|I'm O.K – A Murder Simulator|
Christopher Howard Wolf
|Genre(s)||Run and gun|
I'm O.K – A Murder Simulator is a 2006 freeware video game developed by Derek Yu, Chris Hanson, Philippe Jones, Alec Holowka and Christopher Howard Wolf. It was created as a satirical response to a challenge by anti-video game-violence activist and disbarred attorney Jack Thompson.
This game was created and released in response to "A Modest Video Game Proposal" issued in late 2005 by activist attorney Jack Thompson, known for his opposition to sex and violence in entertainment, including computer and video games. This challenge dared computer game producers to release a game following a "script" he outlined, in which the grieving father of a child killed by a computer gamer takes vengeance by murdering many people connected with the gaming industry in a brutal manner.
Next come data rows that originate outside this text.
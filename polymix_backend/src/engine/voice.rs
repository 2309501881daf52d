//! Per-slot voice state.

use std::f32::consts::{FRAC_1_SQRT_2, PI};
use std::sync::Arc;

use polymix_core::constants::{FILTERS_PER_STREAM, MAX_CHANNELS, SAMPLE_GRANULARITY};
use polymix_core::{Fader, FilterInstance, Handle, MixResult, MixerError, Vec3};

use crate::sources::{
    AttenuationModel, AudioAttenuator, AudioCollider, InaudibleBehavior, Instance, SeekRequest,
    SourceInstance, SourceProperties,
};

#[derive(Debug, Clone, Copy, Default, PartialEq, Eq)]
pub(crate) struct VoiceFlags {
    pub looping: bool,
    /// Never evicted to make room for a new voice
    pub protected: bool,
    pub paused: bool,
    pub process_3d: bool,
    pub listener_relative: bool,
    pub inaudible: bool,
    pub inaudible_kill: bool,
    pub inaudible_tick: bool,
    pub disable_autostop: bool,
}

impl VoiceFlags {
    pub fn set_inaudible_behavior(&mut self, behavior: InaudibleBehavior) {
        self.inaudible_kill = behavior == InaudibleBehavior::Kill;
        self.inaudible_tick = behavior == InaudibleBehavior::KeepTicking;
    }
}

/// Ping-pong pair of planar source blocks, `SAMPLE_GRANULARITY` frames per channel.
#[derive(Debug, Clone, Default)]
pub(crate) struct ResampleBuffers {
    pub current: Vec<f32>,
    pub previous: Vec<f32>,
}

impl ResampleBuffers {
    pub fn new() -> Self {
        Self {
            current: vec![0.0; SAMPLE_GRANULARITY * MAX_CHANNELS],
            previous: vec![0.0; SAMPLE_GRANULARITY * MAX_CHANNELS],
        }
    }

    pub fn swap(&mut self) {
        std::mem::swap(&mut self.current, &mut self.previous);
    }

    pub fn clear(&mut self) {
        self.current.fill(0.0);
        self.previous.fill(0.0);
    }
}

/// Positional parameters and the latest results of the 3-D pass.
#[derive(Clone)]
pub(crate) struct Spatial {
    pub position: Vec3,
    pub velocity: Vec3,
    pub min_distance: f32,
    pub max_distance: f32,
    pub rolloff: f32,
    pub attenuation: AttenuationModel,
    pub doppler_factor: f32,
    pub collider: Option<Arc<dyn AudioCollider>>,
    pub attenuator: Option<Arc<dyn AudioAttenuator>>,
    /// Distance attenuation times collider gain
    pub volume: f32,
    /// Playback-rate factor from relative motion
    pub doppler: f32,
    pub channel_volume: [f32; MAX_CHANNELS],
}

impl Spatial {
    pub fn from_source(props: &SourceProperties) -> Self {
        Self {
            position: Vec3::ZERO,
            velocity: Vec3::ZERO,
            min_distance: props.min_distance,
            max_distance: props.max_distance,
            rolloff: props.rolloff,
            attenuation: props.attenuation,
            doppler_factor: props.doppler_factor,
            collider: props.collider.clone(),
            attenuator: props.attenuator.clone(),
            volume: 1.0,
            doppler: 1.0,
            channel_volume: [1.0; MAX_CHANNELS],
        }
    }
}

pub(crate) struct Voice {
    pub instance: Instance,
    pub filters: [Option<Box<dyn FilterInstance>>; FILTERS_PER_STREAM],
    pub play_index: u32,
    pub source_id: u32,
    /// Bus this voice mixes into; null for the root
    pub bus: Handle,
    pub handle: Handle,
    pub flags: VoiceFlags,
    pub channels: usize,

    pub base_sample_rate: f32,
    pub sample_rate: f32,
    pub set_speed: f32,
    pub overall_speed: f32,
    pub set_volume: f32,
    pub overall_volume: f32,
    pub pan: f32,
    pub channel_volume: [f32; MAX_CHANNELS],
    pub current_channel_volume: [f32; MAX_CHANNELS],

    pub stream_time: f64,
    pub stream_position: f64,
    /// 44.20 fixed-point read position inside the current block
    pub src_offset: u64,
    pub leftover: usize,
    pub delay: usize,
    pub loop_point: f64,
    pub loop_count: u32,

    pub volume_fader: Fader,
    pub pan_fader: Fader,
    pub speed_fader: Fader,
    pub pause_scheduler: Fader,
    pub stop_scheduler: Fader,
    pub active_fader: bool,

    /// Index of the resample buffer pair lent to this voice while it is active
    pub binding: Option<usize>,
    pub selected: bool,
    pub spatial: Spatial,
}

impl Voice {
    pub fn new(
        instance: Instance,
        props: &SourceProperties,
        filters: [Option<Box<dyn FilterInstance>>; FILTERS_PER_STREAM],
    ) -> Self {
        let mut flags = VoiceFlags {
            looping: props.looping,
            process_3d: props.process_3d,
            listener_relative: props.listener_relative,
            disable_autostop: props.disable_autostop,
            ..VoiceFlags::default()
        };
        flags.set_inaudible_behavior(props.inaudible_behavior);
        match instance {
            Instance::Bus(_) => {
                flags.protected = true;
                flags.inaudible_tick = true;
            }
            Instance::Queue(_) => flags.protected = true,
            Instance::Stream(_) => {}
        }

        Self {
            instance,
            filters,
            play_index: 0,
            source_id: 0,
            bus: Handle::NULL,
            handle: Handle::NULL,
            flags,
            channels: props.channels.clamp(1, MAX_CHANNELS),
            base_sample_rate: props.base_sample_rate,
            sample_rate: props.base_sample_rate,
            set_speed: 1.0,
            overall_speed: 1.0,
            set_volume: 1.0,
            overall_volume: 1.0,
            pan: 0.0,
            channel_volume: [1.0; MAX_CHANNELS],
            current_channel_volume: [0.0; MAX_CHANNELS],
            stream_time: 0.0,
            stream_position: 0.0,
            src_offset: 0,
            leftover: 0,
            delay: 0,
            loop_point: props.loop_point,
            loop_count: 0,
            volume_fader: Fader::Inactive,
            pan_fader: Fader::Inactive,
            speed_fader: Fader::Inactive,
            pause_scheduler: Fader::Inactive,
            stop_scheduler: Fader::Inactive,
            active_fader: false,
            binding: None,
            selected: false,
            spatial: Spatial::from_source(props),
        }
    }

    /// Equal-power pan; surround layouts keep their rear pairs on the same curve.
    pub fn set_pan(&mut self, pan: f32) {
        self.pan = pan;
        let angle = (pan + 1.0) * PI / 4.0;
        let (l, r) = (angle.cos(), angle.sin());
        let v = &mut self.channel_volume;
        v[0] = l;
        v[1] = r;
        match self.channels {
            4 => {
                v[2] = l;
                v[3] = r;
            }
            6 => {
                v[2] = FRAC_1_SQRT_2;
                v[3] = 1.0;
                v[4] = l;
                v[5] = r;
            }
            8 => {
                v[2] = FRAC_1_SQRT_2;
                v[3] = 1.0;
                v[4] = l;
                v[5] = r;
                v[6] = l;
                v[7] = r;
            }
            _ => {}
        }
    }

    pub fn set_pan_absolute(&mut self, left: f32, right: f32) {
        self.pan_fader.clear();
        let mid = (left + right) * 0.5;
        let v = &mut self.channel_volume;
        v[0] = left;
        v[1] = right;
        match self.channels {
            4 => {
                v[2] = left;
                v[3] = right;
            }
            6 => {
                v[2] = mid;
                v[3] = mid;
                v[4] = left;
                v[5] = right;
            }
            8 => {
                v[2] = mid;
                v[3] = mid;
                v[4] = left;
                v[5] = right;
                v[6] = left;
                v[7] = right;
            }
            _ => {}
        }
    }

    pub fn set_volume(&mut self, volume: f32) {
        self.set_volume = volume;
        self.update_volume();
    }

    pub fn update_volume(&mut self) {
        self.overall_volume = self.set_volume * self.spatial.volume;
        if self.flags.paused {
            self.snap_channel_volume();
        }
    }

    pub fn set_speed(&mut self, speed: f32) {
        self.set_speed = speed;
        self.update_speed();
    }

    pub fn update_speed(&mut self) {
        self.overall_speed = self.spatial.doppler * self.set_speed;
        self.sample_rate = self.base_sample_rate * self.overall_speed;
    }

    pub fn set_paused(&mut self, paused: bool) {
        self.pause_scheduler.clear();
        self.flags.paused = paused;
    }

    /// Jump the gain ramp to its target so the next buffer starts without a fade-in.
    pub fn snap_channel_volume(&mut self) {
        self.current_channel_volume = self.target_channel_volume();
    }

    pub fn target_channel_volume(&self) -> [f32; MAX_CHANNELS] {
        std::array::from_fn(|k| self.channel_volume[k] * self.overall_volume)
    }

    pub fn seek(&mut self, target: f64, scratch: &mut [f32]) -> MixResult<()> {
        let request = SeekRequest {
            target,
            position: self.stream_position,
            sample_rate: self.base_sample_rate,
            channels: self.channels,
        };
        let reached = match &mut self.instance {
            Instance::Stream(stream) => stream.seek(request, scratch)?,
            Instance::Queue(queue) => queue.seek(request, scratch)?,
            Instance::Bus(_) => return Err(MixerError::SeekUnsupported),
        };
        self.stream_position = reached;
        Ok(())
    }
}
Thompson promised to contribute a $10,000 donation to the charity of choice of Paul Eibeler (then-chairman of Take-Two Interactive, one of the game companies most heavily criticized by Thompson) if such a game were released. However, he has since claimed that the proposal was only a joke, and currently, no charity has been designated by Eibeler. The makers of the gaming-related webcomic Penny Arcade have, however, made a $10,000 donation in Thompson's name to the Entertainment Software Association Foundation, a philanthropic, grant-giving body run by the Entertainment Software Association.
The "O.K" in the title refers to the initials of the protagonist, Osaki Kim, but together with the first part of the game's name is also a play on the accusation that video game violence is being considered normal by manufacturers and gamers. The reference to a "Murder Simulator" refers to what Thompson regularly proclaims all violent computer games to be.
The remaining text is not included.